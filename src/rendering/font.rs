/// Bundled 8x8 bitmap font, drawn at integer scales
use font8x8::{UnicodeFonts, BASIC_FONTS, LATIN_FONTS};

/// Edge length of an unscaled glyph cell in pixels
pub const GLYPH_SIZE: u32 = 8;

const FALLBACK: char = '?';

#[derive(Debug, Clone, Copy, PartialEq, Eq)]
pub struct Font {
    /// Requested size in pixels; rendered at the nearest lower multiple of 8
    pub size: u32,
    pub bold: bool,
}

impl Font {
    pub fn new(size: u32) -> Self {
        Self { size, bold: false }
    }

    pub fn bold(size: u32) -> Self {
        Self { size, bold: true }
    }

    pub fn scale(&self) -> u32 {
        (self.size / GLYPH_SIZE).max(1)
    }

    /// Width of one character cell
    pub fn advance(&self) -> u32 {
        GLYPH_SIZE * self.scale()
    }

    pub fn line_height(&self) -> u32 {
        GLYPH_SIZE * self.scale()
    }

    /// Saturates at `u32::MAX` for absurdly long text
    pub fn text_width(&self, text: &str) -> u32 {
        let chars = u32::try_from(text.chars().count()).unwrap_or(u32::MAX);
        chars.saturating_mul(self.advance())
    }

    /// Horizontal offset of the second pass used to embolden glyphs
    pub fn bold_offset(&self) -> u32 {
        if self.bold {
            (self.scale() / 4).max(1)
        } else {
            0
        }
    }

    fn with_scale(self, scale: u32) -> Self {
        Self {
            size: scale * GLYPH_SIZE,
            bold: self.bold,
        }
    }

    /// Largest scale not above the current one at which `text` fits in
    /// `max_width`. Stops at scale 1 even if the text still overflows.
    pub fn fit_to_width(self, text: &str, max_width: u32) -> Self {
        if self.text_width(text) <= max_width {
            return self;
        }
        let chars = u64::try_from(text.chars().count()).unwrap_or(u64::MAX);
        let per_scale = chars.saturating_mul(GLYPH_SIZE.into());
        let fits = u64::from(max_width) / per_scale.max(1);
        let scale = u32::try_from(fits).unwrap_or(u32::MAX).clamp(1, self.scale());
        self.with_scale(scale)
    }
}

/// Bitmap rows for `c`, top to bottom; bit 0 is the leftmost pixel.
pub fn glyph(c: char) -> [u8; 8] {
    BASIC_FONTS
        .get(c)
        .or_else(|| LATIN_FONTS.get(c))
        .or_else(|| BASIC_FONTS.get(FALLBACK))
        .unwrap_or([0; 8])
}
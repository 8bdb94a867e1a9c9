/// Paint command set produced by scoreboard layouts

use crate::rendering::font::Font;
use crate::rendering::{raster, Canvas};
use crate::style::Rgba;
use crate::Result;

#[derive(Debug, Clone, PartialEq)]
pub enum PaintCommand {
    SolidRect {
        x: i32,
        y: i32,
        width: u32,
        height: u32,
        color: Rgba,
    },
    /// Axis-aligned line segment `width` pixels thick, centered on the
    /// segment between the two points.
    Line {
        from: (i32, i32),
        to: (i32, i32),
        width: u32,
        color: Rgba,
    },
    /// Text with its top-left corner at `(x, y)`
    Text {
        x: i32,
        y: i32,
        text: String,
        font: Font,
        color: Rgba,
    },
    RoundedRectOutline {
        x: i32,
        y: i32,
        width: u32,
        height: u32,
        radius: u32,
        stroke: u32,
        color: Rgba,
    },
}

impl PaintCommand {
    /// Horizontal line spanning `x0..x1` centered on `y`
    pub fn hline(x0: i32, x1: i32, y: i32, width: u32, color: Rgba) -> Self {
        PaintCommand::Line {
            from: (x0, y),
            to: (x1, y),
            width,
            color,
        }
    }

    /// Vertical line spanning `y0..y1` centered on `x`
    pub fn vline(x: i32, y0: i32, y1: i32, width: u32, color: Rgba) -> Self {
        PaintCommand::Line {
            from: (x, y0),
            to: (x, y1),
            width,
            color,
        }
    }

    pub fn text(x: i32, y: i32, text: impl Into<String>, font: Font, color: Rgba) -> Self {
        PaintCommand::Text {
            x,
            y,
            text: text.into(),
            font,
            color,
        }
    }
}

/// A laid-out scoreboard: canvas size, background and draw list
#[derive(Debug, Clone, PartialEq)]
pub struct Scene {
    pub width: u32,
    pub height: u32,
    pub fill: Rgba,
    pub commands: Vec<PaintCommand>,
}

impl Scene {
    pub fn rasterize(&self) -> Result<Canvas> {
        raster::rasterize(self.width, self.height, self.fill, &self.commands)
    }

    /// Text commands in draw order
    pub fn texts(&self) -> impl Iterator<Item = (&str, i32, i32)> {
        self.commands.iter().filter_map(|cmd| match cmd {
            PaintCommand::Text { text, x, y, .. } => Some((text.as_str(), *x, *y)),
            _ => None,
        })
    }
}

#[cfg(test)]
mod tests {
    use super::*;

    #[test]
    fn line_helpers_are_axis_aligned() {
        let color = Rgba(255, 0, 0, 255);
        match PaintCommand::hline(0, 10, 5, 2, color) {
            PaintCommand::Line { from, to, .. } => assert_eq!(from.1, to.1),
            _ => panic!("unexpected"),
        }
        match PaintCommand::vline(3, 0, 10, 2, color) {
            PaintCommand::Line { from, to, .. } => assert_eq!(from.0, to.0),
            _ => panic!("unexpected"),
        }
    }

    #[test]
    fn scene_lists_texts_in_order() {
        let font = Font::new(8);
        let color = Rgba(0, 0, 0, 255);
        let scene = Scene {
            width: 10,
            height: 10,
            fill: Rgba::TRANSPARENT,
            commands: vec![
                PaintCommand::text(0, 0, "a", font, color),
                PaintCommand::hline(0, 10, 5, 1, color),
                PaintCommand::text(0, 8, "b", font, color),
            ],
        };
        let texts: Vec<&str> = scene.texts().map(|(t, _, _)| t).collect();
        assert_eq!(texts, ["a", "b"]);
        assert_eq!(scene.rasterize().unwrap().width(), 10);
    }
}
//! Multi-row leaderboard sorted by descending score

use crate::ranking::{layout_metrics, Ranking, Score};
use crate::rendering::paint::{PaintCommand, Scene};
use crate::rendering::{checked_dimension, Canvas};
use crate::style::StyleConfig;
use crate::{Result, Scoreboard};

/// A ranked list of players drawn as stacked rows: rank, name, score.
///
/// Entries are sorted by descending score at construction; equal scores keep
/// their input order. Nothing is drawn until the first export.
#[derive(Debug, Clone)]
pub struct Leaderboard {
    ranking: Ranking,
    style: StyleConfig,
    rendered: Option<Canvas>,
}

impl Leaderboard {
    pub fn new<I, N, S>(pairs: I, style: StyleConfig) -> Result<Self>
    where
        I: IntoIterator<Item = (N, S)>,
        N: Into<String>,
        S: Into<Score>,
    {
        style.validate()?;
        let ranking = Ranking::normalize(pairs)?;
        Ok(Self {
            ranking,
            style,
            rendered: None,
        })
    }

    pub fn ranking(&self) -> &Ranking {
        &self.ranking
    }

    pub fn style(&self) -> &StyleConfig {
        &self.style
    }

    /// Compute canvas geometry and the draw list
    ///
    /// Fails with [`Error::RenderError`](crate::Error::RenderError) when the
    /// content needs a canvas edge past [`MAX_DIMENSION`](crate::rendering::MAX_DIMENSION).
    pub fn layout(&self) -> Result<Scene> {
        let style = &self.style;
        let margin = style.margin;
        let rank_font = style.font.regular();
        let name_font = style.font.bold();
        let score_font = style.font.regular();
        let metrics = layout_metrics(&self.ranking, name_font, score_font);

        // one character cell between columns
        let gap = rank_font.advance();
        let rank_col = metrics.rank_width + gap;
        let score_col = gap + metrics.score_width;

        let title_font = style.font.title();
        let natural_title = style
            .title
            .as_deref()
            .map_or(0, |t| title_font.text_width(t));

        let width = match style.width {
            Some(width) => width,
            None => {
                let natural_row =
                    u64::from(rank_col) + u64::from(metrics.name_width) + u64::from(score_col);
                let natural = natural_row.max(natural_title.into()) + u64::from(margin.horizontal());
                checked_dimension("width", natural)?
            }
        };
        let content_width = width.saturating_sub(margin.horizontal());
        let name_max = content_width.saturating_sub(rank_col + score_col);
        let right = (width - margin.right.min(width)) as i32;

        // separators straddle the gap above the first row and below the last
        let half_spacing = style.line_spacing / 2;
        let (room_above, room_below) = if style.separator {
            let w = style.separator_width;
            (half_spacing + w / 2, half_spacing + (w - w / 2))
        } else {
            (0, 0)
        };

        let mut commands = Vec::new();
        let mut top = margin.top;

        if let Some(title) = style.title.as_deref() {
            let font = title_font.fit_to_width(title, content_width);
            let x = margin.left + content_width.saturating_sub(font.text_width(title)) / 2;
            commands.push(PaintCommand::text(
                x as i32,
                top as i32,
                title,
                font,
                style.text_color,
            ));
            top += font.line_height() + style.line_spacing;
        }
        let top = top.max(room_above);

        let row_height = style.row_height.unwrap_or(metrics.text_height);
        let n = self.ranking.len() as u64;
        let rows_height = n * u64::from(row_height) + (n - 1) * u64::from(style.line_spacing);
        let height = checked_dimension(
            "height",
            u64::from(top) + rows_height + u64::from(margin.bottom.max(room_below)),
        )?;
        // every offset below is bounded by `height`
        let rows_height = rows_height as u32;
        let pitch = row_height + style.line_spacing;

        for (i, (rank, entry)) in self.ranking.ranked().enumerate() {
            let row_top = top + i as u32 * pitch;
            let color = style.row_color(i);

            if style.separator {
                commands.push(PaintCommand::hline(
                    margin.left as i32,
                    right,
                    (row_top - half_spacing) as i32,
                    style.separator_width,
                    style.rectangle_color,
                ));
            }

            let centered = |line_height: u32| (row_top + row_height.saturating_sub(line_height) / 2) as i32;

            commands.push(PaintCommand::text(
                margin.left as i32,
                centered(rank_font.line_height()),
                rank.to_string(),
                rank_font,
                color,
            ));

            let font = name_font.fit_to_width(&entry.name, name_max);
            commands.push(PaintCommand::text(
                (margin.left + rank_col) as i32,
                centered(font.line_height()),
                entry.name.as_str(),
                font,
                color,
            ));

            let score = entry.score.to_string();
            commands.push(PaintCommand::text(
                right - score_font.text_width(&score) as i32,
                centered(score_font.line_height()),
                score,
                score_font,
                style.score_color,
            ));
        }

        if style.separator {
            commands.push(PaintCommand::hline(
                margin.left as i32,
                right,
                (top + rows_height + half_spacing) as i32,
                style.separator_width,
                style.rectangle_color,
            ));
        }

        log::debug!(
            "leaderboard layout: {} rows, {}x{} canvas, name column {}px",
            n,
            width,
            height,
            name_max
        );

        Ok(Scene {
            width,
            height,
            fill: style.fill_color,
            commands,
        })
    }
}

impl Scoreboard for Leaderboard {
    fn render(&self) -> Result<Canvas> {
        self.layout()?.rasterize()
    }

    fn cache(&mut self) -> &mut Option<Canvas> {
        &mut self.rendered
    }
}

#[cfg(test)]
mod tests {
    use super::*;
    use crate::style::Margins;
    use crate::Error;

    fn texts(scene: &Scene) -> Vec<&str> {
        scene.texts().map(|(t, _, _)| t).collect()
    }

    #[test]
    fn rows_follow_sorted_order_with_ranks() {
        let lb = Leaderboard::new([("A", 30), ("B", 15), ("C", 50)], StyleConfig::default()).unwrap();
        let scene = lb.layout().unwrap();
        assert_eq!(
            texts(&scene),
            ["1", "C", "50", "2", "A", "30", "3", "B", "15"]
        );
    }

    #[test]
    fn rows_stack_top_to_bottom() {
        let lb = Leaderboard::new([("A", 3), ("B", 2), ("C", 1)], StyleConfig::default()).unwrap();
        let scene = lb.layout().unwrap();
        let ys: Vec<i32> = scene
            .texts()
            .filter(|(t, _, _)| ["A", "B", "C"].contains(t))
            .map(|(_, _, y)| y)
            .collect();
        assert!(ys.windows(2).all(|w| w[0] < w[1]));
    }

    #[test]
    fn title_is_drawn_first_and_adds_height() {
        let plain = Leaderboard::new([("A", 1)], StyleConfig::default()).unwrap();
        let titled = Leaderboard::new(
            [("A", 1)],
            StyleConfig {
                title: Some("Ranking".into()),
                ..Default::default()
            },
        )
        .unwrap();
        let scene = titled.layout().unwrap();
        assert_eq!(texts(&scene)[0], "Ranking");
        assert!(scene.height > plain.layout().unwrap().height);
    }

    #[test]
    fn single_entry_geometry() {
        let style = StyleConfig {
            separator: false,
            ..Default::default()
        };
        let lb = Leaderboard::new([("Solo", 7)], style.clone()).unwrap();
        let scene = lb.layout().unwrap();
        // rank "1", gap, "Solo", gap, "7" at 32px cells plus margins
        assert_eq!(scene.width, 8 * 32 + 48);
        assert_eq!(scene.height, 32 + 48);
        assert!(scene.commands.iter().all(|c| matches!(c, PaintCommand::Text { .. })));
    }

    #[test]
    fn separators_surround_every_row() {
        let lb = Leaderboard::new([("A", 1), ("B", 2)], StyleConfig::default()).unwrap();
        let lines = lb
            .layout()
            .unwrap()
            .commands
            .iter()
            .filter(|c| matches!(c, PaintCommand::Line { .. }))
            .count();
        assert_eq!(lines, 3);
    }

    #[test]
    fn scores_are_right_aligned() {
        let lb = Leaderboard::new([("A", 1000), ("B", 5)], StyleConfig::default()).unwrap();
        let scene = lb.layout().unwrap();
        let right = (scene.width - lb.style().margin.right) as i32;
        for (text, x, _) in scene.texts().filter(|(t, _, _)| *t == "1000" || *t == "5") {
            assert_eq!(x + 32 * text.len() as i32, right);
        }
    }

    #[test]
    fn fixed_width_shrinks_long_names() {
        let style = StyleConfig {
            width: Some(400),
            ..Default::default()
        };
        let lb = Leaderboard::new([("A really long username", 30)], style).unwrap();
        let scene = lb.layout().unwrap();
        assert_eq!(scene.width, 400);
        let name_font = scene
            .commands
            .iter()
            .find_map(|c| match c {
                PaintCommand::Text { text, font, .. } if text == "A really long username" => Some(*font),
                _ => None,
            })
            .unwrap();
        assert!(name_font.scale() < 4);
    }

    #[test]
    fn invalid_style_is_rejected_at_construction() {
        let style = StyleConfig {
            row_height: Some(0),
            ..Default::default()
        };
        assert!(Leaderboard::new([("A", 1)], style).is_err());
    }

    #[test]
    fn separators_stay_on_canvas_without_margins() {
        let style = StyleConfig {
            margin: Margins::uniform(0),
            separator_width: 5,
            ..Default::default()
        };
        let lb = Leaderboard::new([("A", 2), ("B", 1)], style).unwrap();
        let scene = lb.layout().unwrap();
        for c in &scene.commands {
            if let PaintCommand::Line { from, width, .. } = c {
                let y0 = from.1 - (*width / 2) as i32;
                assert!(y0 >= 0, "separator starts above the canvas at {y0}");
                assert!(y0 + *width as i32 <= scene.height as i32);
            }
        }

        let canvas = lb.render().unwrap();
        let bottom = canvas.height() - 1;
        assert_eq!(canvas.pixel(0, bottom), Some(lb.style().rectangle_color));
        assert_eq!(canvas.pixel(0, 0), Some(lb.style().rectangle_color));
    }

    #[test]
    fn default_margins_leave_room_for_separators() {
        let lb = Leaderboard::new([("Solo", 7)], StyleConfig::default()).unwrap();
        let scene = lb.layout().unwrap();
        assert_eq!(scene.height, 32 + 48);
    }

    #[test]
    fn too_many_rows_is_a_render_error() {
        let pairs: Vec<(String, i64)> = (0..2000).map(|i| (format!("p{i}"), i)).collect();
        let lb = Leaderboard::new(pairs, StyleConfig::default()).unwrap();
        assert!(matches!(lb.layout(), Err(Error::RenderError(_))));
    }

    #[test]
    fn overlong_name_is_a_render_error() {
        let lb = Leaderboard::new([("x".repeat(10_000), 1)], StyleConfig::default()).unwrap();
        assert!(matches!(lb.layout(), Err(Error::RenderError(_))));

        // a fixed width shrinks the name instead
        let style = StyleConfig {
            width: Some(600),
            ..Default::default()
        };
        let lb = Leaderboard::new([("x".repeat(10_000), 1)], style).unwrap();
        assert_eq!(lb.layout().unwrap().width, 600);
    }
}
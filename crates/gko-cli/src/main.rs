use anyhow::Context;
use clap::Parser;
use gko_config::GkoConfig;

mod cli;
mod output;

fn main() {
    if let Err(error) = run() {
        eprintln!("gko error: {error:#}");
        std::process::exit(1);
    }
}

fn run() -> anyhow::Result<()> {
    let cli = cli::Cli::parse();
    let config = GkoConfig::load_with_file(cli.config.as_deref())
        .context("failed to load configuration")?;
    init_tracing(cli.log_level(&config.logging.level))?;

    let settings = cli.output_settings(&config.output);

    if cli.schema {
        print!("{}", output::render_schema(settings.pretty)?);
        return Ok(());
    }

    let mut sources = Vec::with_capacity(cli.files.len());
    for path in &cli.files {
        let source = std::fs::read_to_string(path)
            .with_context(|| format!("failed to read {}", path.display()))?;
        sources.push((path.display().to_string(), source));
    }
    tracing::debug!(files = sources.len(), "extracting outline");

    let outline = gko_parser::extract_files(
        sources
            .iter()
            .map(|(file, source)| (file.as_str(), source.as_str())),
    )?;

    print!("{}", output::render(&outline, settings)?);
    Ok(())
}

fn init_tracing(level: &str) -> anyhow::Result<()> {
    let filter = tracing_subscriber::EnvFilter::try_from_env("GKO_LOG")
        .unwrap_or_else(|_| tracing_subscriber::EnvFilter::new(level));

    tracing_subscriber::fmt()
        .with_env_filter(filter)
        .with_writer(std::io::stderr)
        .try_init()
        .map_err(|error| anyhow::anyhow!("failed to initialize tracing subscriber: {error}"))?;

    Ok(())
}
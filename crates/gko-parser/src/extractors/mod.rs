//! Language front-ends that lower syntax trees into `CallSite` events.

pub mod go;
//! # gko-parser
//!
//! ast-grep-based Go parsing and BDD test outline extraction for gko.
//!
//! Pipeline:
//! - [`parser`] parses Go source with ast-grep and rejects trees with syntax errors
//! - [`extractors::go`] walks the tree and lowers each call expression to a `CallSite`
//! - [`builder::OutlineBuilder`] classifies call sites against the
//!   [`vocabulary`], resolves descriptions via [`text`], and nests the
//!   recognized ones on an explicit ancestor stack
//!
//! ```no_run
//! let outline = gko_parser::extract_outline(
//!     "suite_test.go",
//!     r#"package p
//! var _ = Describe("A", func() { It("a", func() {}) })"#,
//! )
//! .expect("valid Go");
//! println!("{}", outline.to_lines());
//! ```

pub mod builder;
pub mod error;
pub mod extractors;
pub mod parser;
pub mod text;
pub mod vocabulary;

pub use builder::OutlineBuilder;
pub use error::{ParserError, UnquoteError};
pub use text::{UNDEFINED_TEXT, resolve_text, resolve_text_or, unquote};
pub use vocabulary::{Declaration, VOCABULARY, classify};

use std::path::Path;

use gko_core::Outline;

/// Read, parse and extract one Go file from disk.
///
/// Locations are rendered with the path as given.
///
/// # Errors
/// Returns `ParserError::Io` if the file cannot be read and
/// `ParserError::ParseFailed` if it contains syntax errors.
pub fn extract_path(path: impl AsRef<Path>) -> Result<Outline, ParserError> {
    let path = path.as_ref();
    let source = std::fs::read_to_string(path)?;
    let file = path.display().to_string();
    tracing::debug!(file = %file, bytes = source.len(), "parsing Go source");
    extract_outline(&file, &source)
}

/// Parse one Go file and extract its outline.
///
/// # Errors
/// Returns `ParserError::ParseFailed` if the source contains syntax errors.
pub fn extract_outline(file: &str, source: &str) -> Result<Outline, ParserError> {
    extract_files([(file, source)])
}

/// Parse several Go files of one package and extract a single outline.
///
/// Files are traversed in the order given. Every file is parsed and checked
/// before any traversal starts, so a syntax error yields no partial outline.
///
/// # Errors
/// Returns `ParserError::ParseFailed` for the first file with syntax errors.
pub fn extract_files<'a, I>(files: I) -> Result<Outline, ParserError>
where
    I: IntoIterator<Item = (&'a str, &'a str)>,
{
    let mut parsed = Vec::new();
    for (file, source) in files {
        let tree = parser::parse_go(source);
        parser::ensure_well_formed(&tree, file)?;
        parsed.push((file, tree));
    }

    let mut builder = OutlineBuilder::new();
    for (file, tree) in &parsed {
        extractors::go::collect(tree, file, &mut builder);
    }
    Ok(builder.finish())
}
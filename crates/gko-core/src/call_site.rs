//! Parser-independent description of a single call expression.
//!
//! A parser lowers every call expression it meets into a `CallSite`; the
//! outline builder only ever looks at these records, never at a syntax tree.

use serde::{Deserialize, Serialize};

use crate::Location;

/// One call expression as seen by the outline builder.
#[derive(Debug, Clone, PartialEq, Eq, Serialize, Deserialize)]
pub struct CallSite {
    pub callee: Callee,
    pub location: Location,
    pub args: Vec<Argument>,
}

impl CallSite {
    /// Convenience constructor for a direct identifier call.
    #[must_use]
    pub fn ident(name: impl Into<String>, location: Location, args: Vec<Argument>) -> Self {
        Self {
            callee: Callee::Ident(name.into()),
            location,
            args,
        }
    }
}

/// The expression being called.
///
/// Only `Ident` can ever name a test declaration: calls through a value or a
/// qualified selector (`ginkgo.It`) are matched by surface syntax and
/// therefore never recognized.
#[derive(Debug, Clone, PartialEq, Eq, Serialize, Deserialize)]
#[serde(tag = "type", content = "text", rename_all = "snake_case")]
pub enum Callee {
    Ident(String),
    Selector(String),
    Other(String),
}

impl Callee {
    /// The identifier name when this is a direct identifier call.
    #[must_use]
    pub fn as_ident(&self) -> Option<&str> {
        match self {
            Self::Ident(name) => Some(name),
            Self::Selector(_) | Self::Other(_) => None,
        }
    }
}

/// A call argument: either a basic literal or any other expression.
#[derive(Debug, Clone, PartialEq, Eq, Serialize, Deserialize)]
#[serde(rename_all = "snake_case")]
pub enum Argument {
    Literal(Literal),
    Expression,
}

impl Argument {
    #[must_use]
    pub fn literal(kind: LiteralKind, raw: impl Into<String>) -> Self {
        Self::Literal(Literal {
            kind,
            raw: raw.into(),
        })
    }
}

/// A basic literal with its verbatim source text (quotes included).
#[derive(Debug, Clone, PartialEq, Eq, Serialize, Deserialize)]
pub struct Literal {
    pub kind: LiteralKind,
    pub raw: String,
}

#[derive(Debug, Clone, Copy, PartialEq, Eq, Hash, Serialize, Deserialize)]
#[serde(rename_all = "snake_case")]
pub enum LiteralKind {
    String,
    RawString,
    Char,
    Int,
    Float,
    Imaginary,
}

impl LiteralKind {
    /// Whether the raw text is quoted and needs unquoting to become text.
    #[must_use]
    pub const fn is_quoted(self) -> bool {
        matches!(self, Self::String | Self::RawString | Self::Char)
    }
}
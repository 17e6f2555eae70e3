//! Cross-cutting error types for gko.
//!
//! Parsing errors live in `gko-parser` and configuration errors in
//! `gko-config`; they converge in `gko-cli` through `anyhow`.

use thiserror::Error;

/// Errors that can be raised while rendering an outline.
#[derive(Debug, Error)]
pub enum CoreError {
    /// The nested form could not be encoded. Indicates a programming defect,
    /// never malformed input.
    #[error("Serialization error: {0}")]
    Serialization(#[from] serde_json::Error),
}
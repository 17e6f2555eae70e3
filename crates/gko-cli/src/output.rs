use gko_core::Outline;

use crate::cli::OutputSettings;

/// Render an outline in the requested form(s). JSON comes first when both
/// are requested.
pub fn render(outline: &Outline, settings: OutputSettings) -> anyhow::Result<String> {
    let mut out = String::new();
    if settings.format.includes_json() {
        let json = if settings.pretty {
            outline.to_json_pretty()?
        } else {
            outline.to_json()?
        };
        out.push_str(&json);
        out.push('\n');
    }
    if settings.format.includes_lines() {
        out.push_str(&outline.to_lines());
    }
    Ok(out)
}

/// Render the JSON Schema of the nested form.
pub fn render_schema(pretty: bool) -> anyhow::Result<String> {
    let schema = Outline::json_schema();
    let mut out = if pretty {
        serde_json::to_string_pretty(&schema)?
    } else {
        serde_json::to_string(&schema)?
    };
    out.push('\n');
    Ok(out)
}

#[cfg(test)]
mod tests {
    use gko_config::OutputFormat;
    use pretty_assertions::assert_eq;

    use super::*;

    fn outline() -> Outline {
        gko_parser::extract_outline(
            "a_test.go",
            "package p\nvar _ = Describe(\"A\", func() { It(\"a\", func() {}) })\n",
        )
        .expect("valid Go")
    }

    const fn settings(format: OutputFormat, pretty: bool) -> OutputSettings {
        OutputSettings { format, pretty }
    }

    #[test]
    fn lines_only() {
        let rendered = render(&outline(), settings(OutputFormat::Lines, true)).expect("render");
        assert_eq!(
            rendered,
            "Describe,A,a_test.go:2:9\nIt,a,a_test.go:2:32\n"
        );
    }

    #[test]
    fn compact_json_is_single_line() {
        let rendered = render(&outline(), settings(OutputFormat::Json, false)).expect("render");
        assert_eq!(rendered.lines().count(), 1);
        assert!(rendered.starts_with("[{\"name\":\"Describe\""));
    }

    #[test]
    fn pretty_json_is_indented() {
        let rendered = render(&outline(), settings(OutputFormat::Json, true)).expect("render");
        assert!(rendered.contains("\n  {\n    \"name\": \"Describe\""));
    }

    #[test]
    fn both_prints_json_then_lines() {
        let rendered = render(&outline(), settings(OutputFormat::Both, false)).expect("render");
        let (json, lines) = rendered.split_once('\n').expect("two parts");
        assert!(json.starts_with('['));
        assert_eq!(lines, "Describe,A,a_test.go:2:9\nIt,a,a_test.go:2:32\n");
    }

    #[test]
    fn empty_outline_renders_empty_array() {
        let rendered =
            render(&Outline::default(), settings(OutputFormat::Both, true)).expect("render");
        assert_eq!(rendered, "[]\n");
    }

    #[test]
    fn schema_is_valid_json() {
        let rendered = render_schema(false).expect("render");
        let value: serde_json::Value = serde_json::from_str(&rendered).expect("json");
        assert_eq!(value["type"], "array");
    }
}
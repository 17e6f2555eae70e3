//! Outline construction on an explicit ancestor stack.
//!
//! A traversal reports every call expression with [`OutlineBuilder::enter`]
//! before visiting its callee and arguments, and calls
//! [`OutlineBuilder::exit`] after the subtree only when `enter` returned
//! `true`. Unrecognized calls push nothing, so declarations nested inside
//! them attach to the nearest recognized ancestor.
//!
//! Open nodes live on the stack and are moved into their parent when they
//! exit. Siblings always exit in source order, so child order equals source
//! order.

use gko_core::{CallSite, NodeKind, Outline, SpecNode};
use tracing::{debug, trace, warn};

use crate::text::{UNDEFINED_TEXT, resolve_text_or};
use crate::vocabulary::classify;

#[derive(Debug, Default)]
pub struct OutlineBuilder {
    /// Closed top-level nodes, children of the synthetic root.
    roots: Vec<SpecNode>,
    /// Open declarations, outermost first.
    stack: Vec<SpecNode>,
}

impl OutlineBuilder {
    #[must_use]
    pub fn new() -> Self {
        Self::default()
    }

    /// Number of open declarations above the synthetic root.
    #[must_use]
    pub fn depth(&self) -> usize {
        self.stack.len()
    }

    /// Open a node for `call` if it is a recognized declaration.
    ///
    /// Returns whether a node was pushed; only then must the caller
    /// [`exit`](Self::exit) after the call's subtree.
    pub fn enter(&mut self, call: &CallSite) -> bool {
        let Some(name) = call.callee.as_ident() else {
            trace!(location = %call.location, "skipping non-identifier call");
            return false;
        };
        let Some(decl) = classify(name) else {
            trace!(name, location = %call.location, "skipping unrecognized call");
            return false;
        };

        let text = match decl.kind {
            NodeKind::Hook => None,
            NodeKind::Container | NodeKind::Spec => {
                Some(resolve_text_or(&call.args, UNDEFINED_TEXT))
            }
        };
        let inherited = self.stack.last().is_some_and(|parent| parent.pending);

        let node = SpecNode {
            name: name.to_string(),
            location: call.location.to_string(),
            text,
            kind: decl.kind,
            focused: decl.focused,
            pending: decl.pending || inherited,
            nodes: Vec::new(),
        };
        debug!(
            name,
            kind = %node.kind,
            location = %node.location,
            depth = self.stack.len(),
            pending = node.pending,
            "recognized declaration"
        );
        self.stack.push(node);
        true
    }

    /// Close the innermost open node and attach it to its parent.
    pub fn exit(&mut self) {
        let Some(node) = self.stack.pop() else {
            warn!("exit without matching enter");
            return;
        };
        match self.stack.last_mut() {
            Some(parent) => parent.nodes.push(node),
            None => self.roots.push(node),
        }
    }

    /// Close any open nodes and return the finished outline.
    #[must_use]
    pub fn finish(mut self) -> Outline {
        if !self.stack.is_empty() {
            warn!(open = self.stack.len(), "closing unbalanced declarations");
        }
        while !self.stack.is_empty() {
            self.exit();
        }
        Outline::new(self.roots)
    }
}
########
Task details:
Count every line of the listing that includes the word "value", then give that count and no other words.

Task output:
3